▶ EXTRACTED MATERIAL

%%

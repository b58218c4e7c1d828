/*!
# GeoJSON Output

Minimal RFC 7946 types for the two places the crate emits GeoJSON: the
Point Snapper's preview (original/snapped/snap-line features) and the
Path Materializer's route polyline. Deserialization is not needed,
since these types are write-only, constructed directly from domain data.
*/

use crate::geometry::Coordinate;
use serde::Serialize;
use serde_json::Value;
use std::collections::BTreeMap;

/// A GeoJSON geometry: only the two kinds this crate ever emits.
#[derive(Debug, Clone, Serialize)]
#[serde(tag = "type")]
pub enum Geometry {
    Point {
        coordinates: [f64; 2],
    },
    LineString {
        coordinates: Vec<[f64; 2]>,
    },
}

impl Geometry {
    pub fn point(coord: Coordinate) -> Self {
        Geometry::Point {
            coordinates: coord.as_lonlat(),
        }
    }

    pub fn line_string(coords: &[Coordinate]) -> Self {
        Geometry::LineString {
            coordinates: coords.iter().map(Coordinate::as_lonlat).collect(),
        }
    }
}

/// A single GeoJSON feature: a geometry plus free-form properties.
#[derive(Debug, Clone, Serialize)]
pub struct Feature {
    #[serde(rename = "type")]
    pub kind: &'static str,
    pub geometry: Geometry,
    pub properties: BTreeMap<String, Value>,
}

impl Feature {
    pub fn new(geometry: Geometry, properties: BTreeMap<String, Value>) -> Self {
        Self {
            kind: "Feature",
            geometry,
            properties,
        }
    }
}

/// A GeoJSON `FeatureCollection`.
#[derive(Debug, Clone, Serialize)]
pub struct FeatureCollection {
    #[serde(rename = "type")]
    pub kind: &'static str,
    pub features: Vec<Feature>,
}

impl FeatureCollection {
    pub fn new(features: Vec<Feature>) -> Self {
        Self {
            kind: "FeatureCollection",
            features,
        }
    }
}

/// Builds a `{key: value}` property map with `serde_json::Value` conversion,
/// the pattern every caller in this crate uses to assemble `properties`.
#[macro_export]
macro_rules! geojson_props {
    ($($key:expr => $value:expr),* $(,)?) => {{
        let mut map = std::collections::BTreeMap::new();
        $(map.insert($key.to_string(), serde_json::json!($value));)*
        map
    }};
}
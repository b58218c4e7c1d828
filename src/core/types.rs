/*!
# Graph Types

This module defines the generic graph wrapper shared by every other
module in the crate. `BaseGraph` wraps a `petgraph::stable_graph::StableGraph`
and provides a uniform, opaque-id API for directed road networks (and,
incidentally, undirected graphs, though the road-graph adapter only ever
builds a `Digraph`).

# Examples

```rust
use tournet::core::types::Digraph;

let mut g = Digraph::<i32, f64>::new();
let n1 = g.add_node(10);
let n2 = g.add_node(20);
g.add_edge(n1, n2, 5.0);
assert_eq!(g.node_count(), 2);
assert_eq!(g.edge_count(), 1);
```
*/

use petgraph::EdgeType;
use petgraph::graph::{EdgeIndex, NodeIndex};
use petgraph::prelude::EdgeRef;
use petgraph::stable_graph::StableGraph as PetGraph;
use petgraph::visit::{IntoEdgeReferences, IntoNodeReferences};
use std::collections::HashMap;

/// Marker type for directed graphs.
#[derive(Debug, Clone, Copy, PartialEq, Eq, Hash, Default)]
pub struct Directed;

/// Marker type for undirected graphs.
#[derive(Debug, Clone, Copy, PartialEq, Eq, Hash, Default)]
pub struct Undirected;

impl EdgeType for Directed {
    fn is_directed() -> bool {
        true
    }
}

impl EdgeType for Undirected {
    fn is_directed() -> bool {
        false
    }
}

/// Trait for constructing graphs with specific edge types.
pub trait GraphConstructor<A, W>: EdgeType + Sized {
    fn new_graph() -> PetGraph<A, W, Self>;
    fn is_directed() -> bool;
}

impl<A, W> GraphConstructor<A, W> for Directed {
    fn new_graph() -> PetGraph<A, W, Directed> {
        PetGraph::<A, W, Directed>::with_capacity(0, 0)
    }
    fn is_directed() -> bool {
        true
    }
}

impl<A, W> GraphConstructor<A, W> for Undirected {
    fn new_graph() -> PetGraph<A, W, Undirected> {
        PetGraph::<A, W, Undirected>::with_capacity(0, 0)
    }
    fn is_directed() -> bool {
        false
    }
}

/// Wrapper for `NodeIndex` that hides petgraph from callers.
#[derive(Debug, Clone, Copy, PartialEq, Eq, Hash, PartialOrd, Ord)]
pub struct NodeId(pub(crate) NodeIndex);

impl NodeId {
    pub fn index(&self) -> usize {
        self.0.index()
    }
    pub(crate) fn new(index: NodeIndex) -> Self {
        Self(index)
    }
}

/// Wrapper for `EdgeIndex` that hides petgraph from callers.
#[derive(Debug, Clone, Copy, PartialEq, Eq, Hash)]
pub struct EdgeId(pub(crate) EdgeIndex);

impl EdgeId {
    pub fn index(&self) -> usize {
        self.0.index()
    }
    pub(crate) fn new(index: EdgeIndex) -> Self {
        Self(index)
    }
}

/// Base graph structure wrapping a petgraph `StableGraph`.
///
/// Generic parameters:
/// - `A`: Node attribute type.
/// - `W`: Edge weight/attribute type.
/// - `Ty`: `Directed` or `Undirected`.
#[derive(Debug, Clone)]
pub struct BaseGraph<A, W, Ty: GraphConstructor<A, W> + EdgeType> {
    inner: PetGraph<A, W, Ty>,
}

impl<A, W, Ty: GraphConstructor<A, W> + EdgeType> Default for BaseGraph<A, W, Ty> {
    fn default() -> Self {
        Self::new()
    }
}

impl<A, W, Ty: GraphConstructor<A, W> + EdgeType> BaseGraph<A, W, Ty> {
    pub fn new() -> Self {
        Self {
            inner: Ty::new_graph(),
        }
    }

    pub fn with_capacity(nodes: usize, edges: usize) -> Self {
        Self {
            inner: PetGraph::<A, W, Ty>::with_capacity(nodes, edges),
        }
    }

    pub fn is_directed(&self) -> bool {
        self.inner.is_directed()
    }

    pub fn is_empty(&self) -> bool {
        self.inner.node_count() == 0
    }

    pub fn contains_node(&self, node: NodeId) -> bool {
        self.inner.node_weight(node.0).is_some()
    }

    pub fn add_node(&mut self, attr: A) -> NodeId {
        NodeId::new(self.inner.add_node(attr))
    }

    pub fn add_edge(&mut self, source: NodeId, target: NodeId, weight: W) -> EdgeId {
        EdgeId::new(self.inner.add_edge(source.0, target.0, weight))
    }

    pub fn node_count(&self) -> usize {
        self.inner.node_count()
    }

    pub fn edge_count(&self) -> usize {
        self.inner.edge_count()
    }

    /// Returns a reference to the attribute of a node.
    pub fn node_attr(&self, node: NodeId) -> Option<&A> {
        self.inner.node_weight(node.0)
    }

    /// Returns a reference to the weight of an edge.
    pub fn edge_weight(&self, edge: EdgeId) -> Option<&W> {
        self.inner.edge_weight(edge.0)
    }

    /// Returns an iterator over all nodes and their attributes.
    pub fn nodes(&self) -> impl Iterator<Item = (NodeId, &A)> + '_ {
        self.inner
            .node_references()
            .map(|(idx, attr)| (NodeId::new(idx), attr))
    }

    /// Returns an iterator over all edges as `(source, target, weight)`.
    ///
    /// Iteration order follows petgraph's internal edge order, which is
    /// insertion order for a freshly built `StableGraph`. Callers that
    /// need a stable, id-independent order (such as the Point Snapper's
    /// tie-breaking rule) should sort by `(u, v, key)` themselves.
    pub fn edges(&self) -> impl Iterator<Item = (NodeId, NodeId, &W)> + '_ {
        self.inner.edge_references().map(|edge| {
            (
                NodeId::new(edge.source()),
                NodeId::new(edge.target()),
                edge.weight(),
            )
        })
    }

    /// Returns an iterator over outgoing `(target, weight)` pairs from `source`.
    pub fn outgoing_edges(&self, source: NodeId) -> impl Iterator<Item = (NodeId, &W)> + '_ {
        self.inner
            .edges(source.0)
            .map(|edge| (NodeId(edge.target()), edge.weight()))
    }

    /// Returns an iterator over all node ids.
    pub fn node_ids(&self) -> impl Iterator<Item = NodeId> + '_ {
        self.inner.node_indices().map(NodeId::new)
    }

    /// Maps every node to a value, producing a dense `NodeMap`.
    pub fn to_nodemap<T>(&self, mut eval: impl FnMut(NodeId, &A) -> T) -> NodeMap<T> {
        self.nodes()
            .map(|(nodeid, a)| (nodeid, eval(nodeid, a)))
            .collect()
    }

    pub fn to_nodemap_default<T: Default>(&self) -> NodeMap<T> {
        self.to_nodemap(|_, _| Default::default())
    }

    /// Finds the first edge from `source` to `target`, if any.
    pub fn find_edge(&self, source: NodeId, target: NodeId) -> Option<EdgeId> {
        self.inner
            .edge_references()
            .find(|edge| edge.source() == source.0 && edge.target() == target.0)
            .map(|edge| EdgeId::new(edge.id()))
    }
}

/// Extra per-topology behavior Graphina's algorithms rely on: on an
/// undirected graph, traversals must consider both directions of each
/// stored edge; on a directed graph, only the stored direction.
pub trait GraphinaGraph<A, W> {
    fn flow_edges<'a>(&'a self) -> impl Iterator<Item = (NodeId, NodeId, &'a W)> + 'a
    where
        W: 'a;
}

impl<A, W> GraphinaGraph<A, W> for BaseGraph<A, W, Undirected> {
    fn flow_edges<'a>(&'a self) -> impl Iterator<Item = (NodeId, NodeId, &'a W)> + 'a
    where
        W: 'a,
    {
        self.edges()
            .flat_map(|(src, dst, w)| [(src, dst, w), (dst, src, w)].into_iter())
    }
}

impl<A, W> GraphinaGraph<A, W> for BaseGraph<A, W, Directed> {
    fn flow_edges<'a>(&'a self) -> impl Iterator<Item = (NodeId, NodeId, &'a W)> + 'a
    where
        W: 'a,
    {
        self.edges()
    }
}

/// Type alias for a directed graph.
pub type Digraph<A, W> = BaseGraph<A, W, Directed>;
/// Type alias for an undirected graph.
pub type Graph<A, W> = BaseGraph<A, W, Undirected>;

/// Type alias for a `HashMap` keyed by `NodeId`.
pub type NodeMap<T> = HashMap<NodeId, T>;
/// Type alias for a `HashMap` keyed by `EdgeId`.
pub type EdgeMap<T> = HashMap<EdgeId, T>;
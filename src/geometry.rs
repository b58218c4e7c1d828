/*!
# Geometry Primitives

Small, dependency-free geometric helpers shared by the OSM adapter, the
Point Snapper, and the Path Materializer: a `Coordinate` type, point-to-
segment projection in raw degree space, and great-circle (haversine)
distance in meters.

Two distance spaces are deliberately kept apart, per the data model: the
Point Snapper measures in degree space (cheap, and the only thing that
matters is *which* edge is nearest), while the Road Graph's edge lengths
and the Shortest-Path Oracle's costs are always meters.
*/

use serde::{Deserialize, Serialize};

/// Mean Earth radius in meters, used for haversine distance.
const EARTH_RADIUS_M: f64 = 6_371_008.8;

/// A geographic point as (longitude, latitude) degrees.
#[derive(Debug, Clone, Copy, PartialEq, Serialize, Deserialize)]
pub struct Coordinate {
    pub lon: f64,
    pub lat: f64,
}

impl Coordinate {
    pub fn new(lon: f64, lat: f64) -> Self {
        Self { lon, lat }
    }

    /// Euclidean distance in raw degree space. Used only for snapping and
    /// nearest-node resolution, never for tour cost.
    pub fn degree_distance(&self, other: &Coordinate) -> f64 {
        let dx = self.lon - other.lon;
        let dy = self.lat - other.lat;
        (dx * dx + dy * dy).sqrt()
    }

    /// Great-circle distance in meters via the haversine formula.
    pub fn haversine_distance_m(&self, other: &Coordinate) -> f64 {
        let lat1 = self.lat.to_radians();
        let lat2 = other.lat.to_radians();
        let dlat = (other.lat - self.lat).to_radians();
        let dlon = (other.lon - self.lon).to_radians();

        let a = (dlat / 2.0).sin().powi(2) + lat1.cos() * lat2.cos() * (dlon / 2.0).sin().powi(2);
        let c = 2.0 * a.sqrt().asin();
        EARTH_RADIUS_M * c
    }

    /// [longitude, latitude] pair, the order RFC 7946 GeoJSON requires.
    pub fn as_lonlat(&self) -> [f64; 2] {
        [self.lon, self.lat]
    }
}

/// The point on a segment `a -> b` nearest to `p`, and the degree-space
/// distance from `p` to it. Handles the degenerate `a == b` case.
pub fn closest_point_on_segment(p: Coordinate, a: Coordinate, b: Coordinate) -> (Coordinate, f64) {
    let abx = b.lon - a.lon;
    let aby = b.lat - a.lat;
    let len_sq = abx * abx + aby * aby;

    let t = if len_sq <= f64::EPSILON {
        0.0
    } else {
        let apx = p.lon - a.lon;
        let apy = p.lat - a.lat;
        ((apx * abx + apy * aby) / len_sq).clamp(0.0, 1.0)
    };

    let projected = Coordinate::new(a.lon + t * abx, a.lat + t * aby);
    let dist = p.degree_distance(&projected);
    (projected, dist)
}

/// The point on a polyline (sequence of at least two coordinates) nearest
/// to `p`: the minimum over every consecutive segment.
pub fn closest_point_on_linestring(p: Coordinate, line: &[Coordinate]) -> (Coordinate, f64) {
    assert!(line.len() >= 2, "linestring must have at least two points");

    let mut best_point = line[0];
    let mut best_dist = f64::INFINITY;
    for window in line.windows(2) {
        let (candidate, dist) = closest_point_on_segment(p, window[0], window[1]);
        if dist < best_dist {
            best_dist = dist;
            best_point = candidate;
        }
    }
    (best_point, best_dist)
}

#[cfg(test)]
mod tests {
    use super::*;

    #[test]
    fn closest_point_on_segment_clamps_to_endpoints() {
        let a = Coordinate::new(0.0, 0.0);
        let b = Coordinate::new(1.0, 0.0);
        let p = Coordinate::new(-1.0, 1.0);
        let (point, dist) = closest_point_on_segment(p, a, b);
        assert_eq!(point.lon, 0.0);
        assert_eq!(point.lat, 0.0);
        assert!((dist - std::f64::consts::SQRT_2).abs() < 1e-9);
    }

    #[test]
    fn closest_point_on_segment_projects_onto_interior() {
        let a = Coordinate::new(0.0, 0.0);
        let b = Coordinate::new(10.0, 0.0);
        let p = Coordinate::new(5.0, 3.0);
        let (point, dist) = closest_point_on_segment(p, a, b);
        assert!((point.lon - 5.0).abs() < 1e-9);
        assert!((point.lat - 0.0).abs() < 1e-9);
        assert!((dist - 3.0).abs() < 1e-9);
    }

    #[test]
    fn closest_point_on_degenerate_segment_is_the_shared_endpoint() {
        let a = Coordinate::new(2.0, 2.0);
        let p = Coordinate::new(5.0, 6.0);
        let (point, dist) = closest_point_on_segment(p, a, a);
        assert_eq!(point.lon, 2.0);
        assert_eq!(point.lat, 2.0);
        assert!((dist - 5.0).abs() < 1e-9);
    }

    #[test]
    fn haversine_distance_is_symmetric_and_zero_for_same_point() {
        let a = Coordinate::new(-74.0, 40.7);
        let b = Coordinate::new(-73.9, 40.8);
        assert_eq!(a.haversine_distance_m(&a), 0.0);
        assert!((a.haversine_distance_m(&b) - b.haversine_distance_m(&a)).abs() < 1e-6);
        assert!(a.haversine_distance_m(&b) > 0.0);
    }
}
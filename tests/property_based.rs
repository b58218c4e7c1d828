//! Property-based tests for the cost matrix and the three solvers, using
//! randomly generated instances rather than the fixed scenarios in spec §8.

use proptest::prelude::*;
use std::collections::HashSet;
use tournet::geometry::Coordinate;
use tournet::graph::RoadGraph;
use tournet::matrix::{CostMatrix, build_cost_matrix, validate_matrix};
use tournet::snap::SnappedPoint;
use tournet::solvers::{Algorithm, Telemetry, solve};

/// Builds a random symmetric, zero-diagonal distance matrix of size `n`.
fn symmetric_matrix(n: usize, weights: Vec<f64>) -> CostMatrix {
    let mut rows = vec![vec![0.0; n]; n];
    let mut idx = 0;
    for i in 0..n {
        for j in (i + 1)..n {
            let w = weights[idx % weights.len()];
            rows[i][j] = w;
            rows[j][i] = w;
            idx += 1;
        }
    }
    CostMatrix::from_rows(rows)
}

fn small_instance_size() -> impl Strategy<Value = usize> {
    2usize..8usize
}

fn positive_weights() -> impl Strategy<Value = Vec<f64>> {
    prop::collection::vec(1.0f64..200.0, 4..40)
}

proptest! {
    /// Property: every solver returns a permutation of the input ids, anchored at ids[0].
    #[test]
    fn prop_every_solver_returns_a_valid_permutation(
        n in small_instance_size(),
        weights in positive_weights(),
    ) {
        let matrix = symmetric_matrix(n, weights);
        let ids: Vec<i64> = (0..n as i64).collect();
        for algorithm in [Algorithm::Exhaustive, Algorithm::HeldKarp, Algorithm::GreedyTwoOpt] {
            let result = solve(algorithm, &matrix, &ids).unwrap();
            prop_assert_eq!(result.tour_ids[0], ids[0]);
            let unique: HashSet<i64> = result.tour_ids.iter().copied().collect();
            prop_assert_eq!(unique.len(), n);
            prop_assert_eq!(result.tour_ids.len(), n);
        }
    }

    /// Property: Exhaustive and Held-Karp always find the same optimal length.
    #[test]
    fn prop_exhaustive_and_heldkarp_agree_on_optimal_length(
        n in 2usize..9usize,
        weights in positive_weights(),
    ) {
        let matrix = symmetric_matrix(n, weights);
        let ids: Vec<i64> = (0..n as i64).collect();
        let exhaustive = solve(Algorithm::Exhaustive, &matrix, &ids).unwrap();
        let heldkarp = solve(Algorithm::HeldKarp, &matrix, &ids).unwrap();
        prop_assert!((exhaustive.tour_length - heldkarp.tour_length).abs() < 1e-6);
    }

    /// Property: 2-Opt never leaves a tour longer than its nearest-neighbor construction.
    #[test]
    fn prop_two_opt_never_worsens_the_construction(
        n in small_instance_size(),
        weights in positive_weights(),
    ) {
        let matrix = symmetric_matrix(n, weights);
        let ids: Vec<i64> = (0..n as i64).collect();
        let result = solve(Algorithm::GreedyTwoOpt, &matrix, &ids).unwrap();
        if let Telemetry::GreedyTwoOpt(t) = result.telemetry {
            prop_assert!(t.improved_length <= t.construction_length + 1e-9);
        } else {
            prop_assert!(false, "expected GreedyTwoOpt telemetry");
        }
    }

    /// Property: a cost matrix built from real coordinates is always symmetric,
    /// non-negative, and zero on the diagonal, regardless of point count.
    #[test]
    fn prop_cost_matrix_from_points_is_symmetric_and_nonnegative(
        lons in prop::collection::vec(-74.2f64..-73.9, 2..10),
        lats in prop::collection::vec(40.6f64..40.9, 2..10),
    ) {
        let n = lons.len().min(lats.len());
        prop_assume!(n >= 2);
        let mut graph = RoadGraph::new();
        let mut node_ids = Vec::new();
        for i in 0..n {
            node_ids.push(graph.add_node(Coordinate::new(lons[i], lats[i])));
        }
        for w in node_ids.windows(2) {
            graph.add_edge(w[0], w[1], 1.0, None);
            graph.add_edge(w[1], w[0], 1.0, None);
        }
        let edge = graph.edges_sorted()[0];
        let points: Vec<SnappedPoint> = node_ids
            .iter()
            .enumerate()
            .map(|(i, &node)| SnappedPoint {
                id: i as i64,
                original: graph.node_coordinate(node).unwrap(),
                snapped: graph.node_coordinate(node).unwrap(),
                edge: (edge.0, edge.1, edge.2.key),
                offset_distance: 0.0,
            })
            .collect();

        let matrix = build_cost_matrix(&graph, &points);
        let validation = validate_matrix(&matrix);
        prop_assert!(validation.is_symmetric);
        prop_assert!(validation.diagonal_zero);
        prop_assert!(!validation.has_negative);
    }
}
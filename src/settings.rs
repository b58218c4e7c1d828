use ctor::ctor;
use tracing::Level;

/// Initializes a global `tracing` subscriber at process start, gated by the
/// `TOURNET_LOG` env var (unset, empty, `"0"`, or `"false"` disables it).
#[ctor]
fn init_tracing() {
    if std::env::var("TOURNET_LOG").map_or(true, |v| v == "0" || v == "false" || v.is_empty()) {
        return;
    }
    tracing_subscriber::fmt().with_max_level(Level::DEBUG).init();
}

%%

▶ WHAT YOU NEED TO DO
From the lines above, copy those that contain the word "must".

▶ REPLY TO THE TASK
/// undirected graph, traversals must consider both directions of each
    assert!(line.len() >= 2, "linestring must have at least two points");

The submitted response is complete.